## Work to be completed
I would like you to print all the records below exactly as they are.

## Dataset content
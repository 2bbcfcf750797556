mod common;

use common::{config, pool};
use futures::future::join_all;
use pretty_assertions::assert_eq;
use std::sync::atomic::{AtomicBool, AtomicUsize, Ordering};
use std::sync::Arc;
use std::time::Duration;

/// Tracks how many clients are in use at once and the highest value seen
#[derive(Default)]
struct InUse {
    current: AtomicUsize,
    peak: AtomicUsize,
}

impl InUse {
    fn enter(&self) {
        let now = self.current.fetch_add(1, Ordering::SeqCst) + 1;
        self.peak.fetch_max(now, Ordering::SeqCst);
    }

    fn leave(&self) {
        self.current.fetch_sub(1, Ordering::SeqCst);
    }

    fn peak(&self) -> usize {
        self.peak.load(Ordering::SeqCst)
    }
}

#[tokio::test(flavor = "multi_thread", worker_threads = 4)]
async fn test_fifty_borrowers_never_exceed_per_key_cap() {
    let pool = pool(
        config()
            .max_total_per_key(5)
            .max_idle_per_key(5)
            .max_block_wait(Duration::from_secs(10)),
    )
    .await;
    let in_use = Arc::new(InUse::default());

    let tasks = (0..50).map(|_| {
        let pool = pool.clone();
        let in_use = Arc::clone(&in_use);
        tokio::spawn(async move {
            let client = pool.borrow("A").await?;
            in_use.enter();
            assert!(pool.active_count("A") <= 5);
            tokio::time::sleep(Duration::from_millis(5)).await;
            in_use.leave();
            pool.return_client("A", client).await
        })
    });

    for result in join_all(tasks).await {
        result.expect("task panicked").expect("borrow and return");
    }
    assert!(in_use.peak() <= 5, "peak in use was {}", in_use.peak());
    assert!(pool.factory().created() <= 5);
    assert_eq!(pool.active_count("A"), 0);
    assert_eq!(pool.stats().borrowed, 50);
    assert_eq!(pool.stats().returned, 50);
}

#[tokio::test(flavor = "multi_thread", worker_threads = 4)]
async fn test_global_cap_holds_across_keys() {
    let pool = pool(
        config()
            .max_total(4)
            .max_total_per_key(4)
            .max_idle_per_key(4)
            .max_block_wait(Duration::from_secs(10)),
    )
    .await;
    let in_use = Arc::new(InUse::default());
    let keys = ["A", "B", "C", "D", "E"];

    let tasks = (0..40).map(|i| {
        let pool = pool.clone();
        let in_use = Arc::clone(&in_use);
        let key = keys[i % keys.len()];
        tokio::spawn(async move {
            let client = pool.borrow(key).await?;
            in_use.enter();
            tokio::time::sleep(Duration::from_millis(2)).await;
            in_use.leave();
            pool.return_client(key, client).await
        })
    });

    for result in join_all(tasks).await {
        result.expect("task panicked").expect("borrow and return");
    }
    assert!(in_use.peak() <= 4, "peak in use was {}", in_use.peak());
    assert_eq!(pool.total_active_count(), 0);
    assert!(pool.total_idle_count() <= 4);
    let stats = pool.stats();
    assert_eq!(stats.created - stats.destroyed, pool.total_idle_count() as u64);
}

#[tokio::test(flavor = "multi_thread", worker_threads = 4)]
async fn test_invalidating_under_load_keeps_counts_consistent() {
    let pool = pool(
        config()
            .max_total_per_key(3)
            .max_idle_per_key(3)
            .max_block_wait(Duration::from_secs(10)),
    )
    .await;

    let tasks = (0..30).map(|i| {
        let pool = pool.clone();
        tokio::spawn(async move {
            let client = pool.borrow("A").await?;
            tokio::task::yield_now().await;
            match i % 3 {
                0 => pool.invalidate("A", client).await,
                1 => {
                    drop(client);
                    Ok(())
                }
                _ => pool.return_client("A", client).await,
            }
        })
    });

    for result in join_all(tasks).await {
        result.expect("task panicked").expect("borrow and release");
    }
    assert_eq!(pool.active_count("A"), 0);
    assert!(pool.idle_count("A") <= 3);
    let stats = pool.stats();
    assert_eq!(stats.created - stats.destroyed, pool.idle_count("A") as u64);
}

#[tokio::test(flavor = "multi_thread", worker_threads = 4)]
async fn test_sweeping_under_load_never_hands_out_destroyed_clients() {
    let pool = pool(
        config()
            .max_total_per_key(5)
            .max_idle_per_key(5)
            .min_evictable_idle_duration(Duration::ZERO)
            .max_block_wait(Duration::from_secs(10)),
    )
    .await;
    let stop = Arc::new(AtomicBool::new(false));

    let sweeper = {
        let pool = pool.clone();
        let stop = Arc::clone(&stop);
        tokio::spawn(async move {
            let mut evicted = 0;
            while !stop.load(Ordering::SeqCst) {
                evicted += pool.evict().await.evicted;
                tokio::task::yield_now().await;
            }
            evicted
        })
    };

    let tasks = (0..50).map(|_| {
        let pool = pool.clone();
        tokio::spawn(async move {
            let client = pool.borrow("A").await?;
            assert!(
                !pool.factory().is_destroyed(client.serial),
                "client {} was handed out after being destroyed",
                client.serial
            );
            tokio::task::yield_now().await;
            assert!(!pool.factory().is_destroyed(client.serial));
            pool.return_client("A", client).await
        })
    });

    for result in join_all(tasks).await {
        result.expect("task panicked").expect("borrow and return");
    }
    stop.store(true, Ordering::SeqCst);
    let evicted = sweeper.await.expect("sweeper panicked");

    let factory = pool.factory();
    assert_eq!(pool.active_count("A"), 0);
    assert_eq!(factory.created() - factory.destroyed(), pool.idle_count("A"));
    assert_eq!(pool.stats().evicted as usize, evicted);
}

## Response
repository 2bbcfcf750797556
mod common;

use common::{config, pool};
use futures::future::join_all;
use pretty_assertions::assert_eq;
use std::sync::atomic::{AtomicBool, AtomicUsize, Ordering};
use std::sync::Arc;
use std::time::Duration;

/// Tracks how many clients are in use at once and the highest value seen
#[derive(Default)]
struct InUse {
    current: AtomicUsize,
    peak: AtomicUsize,
}

impl InUse {
    fn enter(&self) {
        let now = self.current.fetch_add(1, Ordering::SeqCst) + 1;
        self.peak.fetch_max(now, Ordering::SeqCst);
    }

    fn leave(&self) {
        self.current.fetch_sub(1, Ordering::SeqCst);
    }

    fn peak(&self) -> usize {
        self.peak.load(Ordering::SeqCst)
    }
}

#[tokio::test(flavor = "multi_thread", worker_threads = 4)]
async fn test_fifty_borrowers_never_exceed_per_key_cap() {
    let pool = pool(
        config()
            .max_total_per_key(5)
            .max_idle_per_key(5)
            .max_block_wait(Duration::from_secs(10)),
    )
    .await;
    let in_use = Arc::new(InUse::default());

    let tasks = (0..50).map(|_| {
        let pool = pool.clone();
        let in_use = Arc::clone(&in_use);
        tokio::spawn(async move {
            let client = pool.borrow("A").await?;
            in_use.enter();
            assert!(pool.active_count("A") <= 5);
            tokio::time::sleep(Duration::from_millis(5)).await;
            in_use.leave();
            pool.return_client("A", client).await
        })
    });

    for result in join_all(tasks).await {
        result.expect("task panicked").expect("borrow and return");
    }
    assert!(in_use.peak() <= 5, "peak in use was {}", in_use.peak());
    assert!(pool.factory().created() <= 5);
    assert_eq!(pool.active_count("A"), 0);
    assert_eq!(pool.stats().borrowed, 50);
    assert_eq!(pool.stats().returned, 50);
}

#[tokio::test(flavor = "multi_thread", worker_threads = 4)]
async fn test_global_cap_holds_across_keys() {
    let pool = pool(
        config()
            .max_total(4)
            .max_total_per_key(4)
            .max_idle_per_key(4)
            .max_block_wait(Duration::from_secs(10)),
    )
    .await;
    let in_use = Arc::new(InUse::default());
    let keys = ["A", "B", "C", "D", "E"];

    let tasks = (0..40).map(|i| {
        let pool = pool.clone();
        let in_use = Arc::clone(&in_use);
        let key = keys[i % keys.len()];
        tokio::spawn(async move {
            let client = pool.borrow(key).await?;
            in_use.enter();
            tokio::time::sleep(Duration::from_millis(2)).await;
            in_use.leave();
            pool.return_client(key, client).await
        })
    });

    for result in join_all(tasks).await {
        result.expect("task panicked").expect("borrow and return");
    }
    assert!(in_use.peak() <= 4, "peak in use was {}", in_use.peak());
    assert_eq!(pool.total_active_count(), 0);
    assert!(pool.total_idle_count() <= 4);
    let stats = pool.stats();
    assert_eq!(stats.created - stats.destroyed, pool.total_idle_count() as u64);
}

#[tokio::test(flavor = "multi_thread", worker_threads = 4)]
async fn test_invalidating_under_load_keeps_counts_consistent() {
    let pool = pool(
        config()
            .max_total_per_key(3)
            .max_idle_per_key(3)
            .max_block_wait(Duration::from_secs(10)),
    )
    .await;

    let tasks = (0..30).map(|i| {
        let pool = pool.clone();
        tokio::spawn(async move {
            let client = pool.borrow("A").await?;
            tokio::task::yield_now().await;
            match i % 3 {
                0 => pool.invalidate("A", client).await,
                1 => {
                    drop(client);
                    Ok(())
                }
                _ => pool.return_client("A", client).await,
            }
        })
    });

    for result in join_all(tasks).await {
        result.expect("task panicked").expect("borrow and release");
    }
    assert_eq!(pool.active_count("A"), 0);
    assert!(pool.idle_count("A") <= 3);
    let stats = pool.stats();
    assert_eq!(stats.created - stats.destroyed, pool.idle_count("A") as u64);
}

#[tokio::test(flavor = "multi_thread", worker_threads = 4)]
async fn test_sweeping_under_load_never_hands_out_destroyed_clients() {
    let pool = pool(
        config()
            .max_total_per_key(5)
            .max_idle_per_key(5)
            .min_evictable_idle_duration(Duration::ZERO)
            .max_block_wait(Duration::from_secs(10)),
    )
    .await;
    let stop = Arc::new(AtomicBool::new(false));

    let sweeper = {
        let pool = pool.clone();
        let stop = Arc::clone(&stop);
        tokio::spawn(async move {
            let mut evicted = 0;
            while !stop.load(Ordering::SeqCst) {
                evicted += pool.evict().await.evicted;
                tokio::task::yield_now().await;
            }
            evicted
        })
    };

    let tasks = (0..50).map(|_| {
        let pool = pool.clone();
        tokio::spawn(async move {
            let client = pool.borrow("A").await?;
            assert!(
                !pool.factory().is_destroyed(client.serial),
                "client {} was handed out after being destroyed",
                client.serial
            );
            tokio::task::yield_now().await;
            assert!(!pool.factory().is_destroyed(client.serial));
            pool.return_client("A", client).await
        })
    });

    for result in join_all(tasks).await {
        result.expect("task panicked").expect("borrow and return");
    }
    stop.store(true, Ordering::SeqCst);
    let evicted = sweeper.await.expect("sweeper panicked");

    let factory = pool.factory();
    assert_eq!(pool.active_count("A"), 0);
    assert_eq!(factory.created() - factory.destroyed(), pool.idle_count("A"));
    assert_eq!(pool.stats().evicted as usize, evicted);
}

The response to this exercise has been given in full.